Avi Loeb at the Tech innovation conference TOA 2024 on June 5 at Berlin, Germany (Image credit: Bild)

Ideas are much easier to have than materials, especially when dealing with outer space. This became evident to me as a theoretical astrophysicist who invested two weeks starting on June 14, 2023 in retrieving tens of milligrams of sub-millimeter spherules from the bottom of the Pacific Ocean, two kilometers deep, at the fireball site of the interstellar meteor, IM1. The fireball flash, detected by sensors onboard U.S. government satellites, implied that IM1 had an impact speed of 45 kilometers per second, a diameter of about 0.5 meters and an explosion altitude of about 19 kilometers. The ocean expedition cost 1.5 million dollars.

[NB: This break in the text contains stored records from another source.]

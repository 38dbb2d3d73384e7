//! In-memory store
//!
//! Mirrors the PostgreSQL semantics closely enough for handler tests:
//! unique telegram ids, foreign keys from tasks and progress rows to users,
//! single-step promotion and first-crossing unlock timestamps. One mutex
//! guards all tables, which gives every call the atomicity a single SQL
//! statement has.

use async_trait::async_trait;
use chrono::{NaiveDateTime, Utc};
use parking_lot::Mutex;
use std::collections::{BTreeMap, HashMap};

use super::{AchievementStore, TaskStore, UserStore};
use crate::constants::{task_status, STARTING_LEVEL};
use crate::error::{GamifyError, Result};
use crate::models::{
    Achievement, AchievementProgress, NewTask, NewUser, ProgressOutcome, Task, User,
    UserAchievement, XpAward,
};
use crate::progression::{accumulate_progress, apply_xp, UnlockState};

#[derive(Debug, Default)]
struct Tables {
    users: BTreeMap<i64, User>,
    tasks: BTreeMap<i64, Task>,
    achievements: BTreeMap<i64, Achievement>,
    user_achievements: HashMap<(i64, i64), UserAchievement>,
    next_user_id: i64,
    next_task_id: i64,
}

#[derive(Debug, Default)]
pub struct InMemoryStore {
    tables: Mutex<Tables>,
}

impl InMemoryStore {
    pub fn new() -> Self {
        Self::default()
    }

    /// Store seeded with an achievement catalog
    pub fn with_catalog(catalog: impl IntoIterator<Item = Achievement>) -> Self {
        let store = Self::new();
        for achievement in catalog {
            store.add_achievement(achievement);
        }
        store
    }

    pub fn add_achievement(&self, achievement: Achievement) {
        self.tables
            .lock()
            .achievements
            .insert(achievement.id, achievement);
    }

    /// Raw progress row, for assertions
    pub fn user_achievement(&self, user_id: i64, achievement_id: i64) -> Option<UserAchievement> {
        self.tables
            .lock()
            .user_achievements
            .get(&(user_id, achievement_id))
            .cloned()
    }

    /// Raw task row, for assertions
    pub fn task(&self, task_id: i64) -> Option<Task> {
        self.tables.lock().tasks.get(&task_id).cloned()
    }

    fn now() -> NaiveDateTime {
        Utc::now().naive_utc()
    }
}

/// Same wording PostgreSQL uses for an `INTEGER` overflow
fn out_of_range() -> GamifyError {
    GamifyError::validation("integer out of range")
}

fn missing_user(user_id: i64) -> GamifyError {
    GamifyError::Conflict(format!("user {user_id} does not exist"))
}

#[async_trait]
impl UserStore for InMemoryStore {
    async fn find_by_telegram_id(&self, telegram_id: i64) -> Result<Option<User>> {
        let tables = self.tables.lock();
        Ok(tables
            .users
            .values()
            .find(|user| user.telegram_id == telegram_id)
            .cloned())
    }

    async fn upsert_user(&self, new_user: NewUser) -> Result<User> {
        let mut tables = self.tables.lock();

        if let Some(existing) = tables
            .users
            .values_mut()
            .find(|user| user.telegram_id == new_user.telegram_id)
        {
            existing.username = new_user.username;
            return Ok(existing.clone());
        }

        tables.next_user_id += 1;
        let user = User {
            id: tables.next_user_id,
            telegram_id: new_user.telegram_id,
            username: new_user.username,
            level: STARTING_LEVEL,
            xp: 0,
            total_completed: 0,
            streak: 0,
            created_at: Self::now(),
        };
        tables.users.insert(user.id, user.clone());
        Ok(user)
    }

    async fn apply_award(&self, user_id: i64, award: XpAward) -> Result<Option<User>> {
        let mut tables = self.tables.lock();
        let Some(user) = tables.users.get_mut(&user_id) else {
            return Ok(None);
        };

        let progression = apply_xp(user.level, user.xp, award.xp_increment)
            .ok_or_else(out_of_range)?;
        user.xp = progression.xp;
        user.level = progression.level;
        if award.completed_task {
            user.total_completed += 1;
        }
        Ok(Some(user.clone()))
    }
}

#[async_trait]
impl TaskStore for InMemoryStore {
    async fn list_tasks(&self, user_id: i64, status: &str) -> Result<Vec<Task>> {
        let tables = self.tables.lock();
        let mut tasks: Vec<Task> = tables
            .tasks
            .values()
            .filter(|task| task.user_id == user_id && task.status == status)
            .cloned()
            .collect();
        tasks.sort_by(|a, b| b.created_at.cmp(&a.created_at).then(b.id.cmp(&a.id)));
        Ok(tasks)
    }

    async fn create_task(&self, new_task: NewTask) -> Result<Task> {
        let mut tables = self.tables.lock();
        if !tables.users.contains_key(&new_task.user_id) {
            return Err(missing_user(new_task.user_id));
        }

        tables.next_task_id += 1;
        let task = Task {
            id: tables.next_task_id,
            user_id: new_task.user_id,
            title: new_task.title,
            description: new_task.description,
            interval: new_task.interval,
            assigned_to: new_task.assigned_to,
            status: task_status::ACTIVE.to_string(),
            priority: new_task.priority.as_str().to_string(),
            reminder_count: 0,
            created_at: Self::now(),
            completed_at: None,
        };
        tables.tasks.insert(task.id, task.clone());
        Ok(task)
    }

    async fn update_task_status(&self, task_id: i64, status: &str) -> Result<Option<Task>> {
        let mut tables = self.tables.lock();
        let Some(task) = tables.tasks.get_mut(&task_id) else {
            return Ok(None);
        };

        task.status = status.to_string();
        if status == task_status::COMPLETED {
            task.completed_at = Some(Self::now());
        }
        Ok(Some(task.clone()))
    }
}

#[async_trait]
impl AchievementStore for InMemoryStore {
    async fn list_progress(&self, user_id: i64) -> Result<Vec<AchievementProgress>> {
        let tables = self.tables.lock();
        Ok(tables
            .achievements
            .values()
            .map(|achievement| {
                let row = tables
                    .user_achievements
                    .get(&(user_id, achievement.id))
                    .map(|ua| (ua.progress, ua.unlocked, ua.unlocked_at));
                AchievementProgress::from_parts(achievement, row)
            })
            .collect())
    }

    async fn increment_progress(
        &self,
        user_id: i64,
        achievement_id: i64,
        increment: i32,
    ) -> Result<Option<ProgressOutcome>> {
        let mut tables = self.tables.lock();
        let Some(required_count) = tables
            .achievements
            .get(&achievement_id)
            .map(|achievement| achievement.required_count)
        else {
            return Ok(None);
        };
        if !tables.users.contains_key(&user_id) {
            return Err(missing_user(user_id));
        }

        let current = tables
            .user_achievements
            .get(&(user_id, achievement_id))
            .map(|ua| UnlockState {
                progress: ua.progress,
                unlocked: ua.unlocked,
                unlocked_at: ua.unlocked_at,
            });
        let next = accumulate_progress(current, increment, required_count, Self::now())
            .ok_or_else(out_of_range)?;

        tables.user_achievements.insert(
            (user_id, achievement_id),
            UserAchievement {
                user_id,
                achievement_id,
                progress: next.progress,
                unlocked: next.unlocked,
                unlocked_at: next.unlocked_at,
            },
        );

        Ok(Some(ProgressOutcome {
            progress: next.progress,
            unlocked: next.unlocked,
        }))
    }
}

For a cost of 800 million dollars, NASA’s OSIRES-REx (Origins, Spectral Interpretation, Resource Identification, and Security–Regolith Explorer) mission landed on the near-Earth asteroid Bennu on October 20, 2020 and returned a sample from it to Earth on September 24, 2023, following a seven-year journey. Bennu is likely a rubble pile formed from the disruption of a larger parent asteroid, based on its dynamical association with inner-main-belt asteroid families. The sample collection site was in Hokioi Crater, an impact feature in Bennu’s northern hemisphere measuring 20 meters in diameter. Bennu’s diameter is 500 meters, a thousand times larger than IM1.

Full view of the Solar system asteroid Bennu from a distance of 24 kilometers. The OSIRES-Rex sample collection occurred at the Hokioi Crater site. (Image credit: NASA)
Bringing the magnetic sled from the Pacific Ocean floor to the deck of the ship Silver Star, at the IM1 fireball site. (Image credit: Avi Loeb)

By now, both samples of IM1 and Bennu were analyzed in state-of-the-art laboratories. A comparison of the findings illustrates how different the two parent objects are. Whereas OSRIS-REx brought back to Earth 121.6 grams of Bennu, the Galileo Project ocean expedition delivered at most tens of milligrams of IM1.

The OSIRES-Rex capsule partially disassembled inside a cleanroom (Image credit: NASA)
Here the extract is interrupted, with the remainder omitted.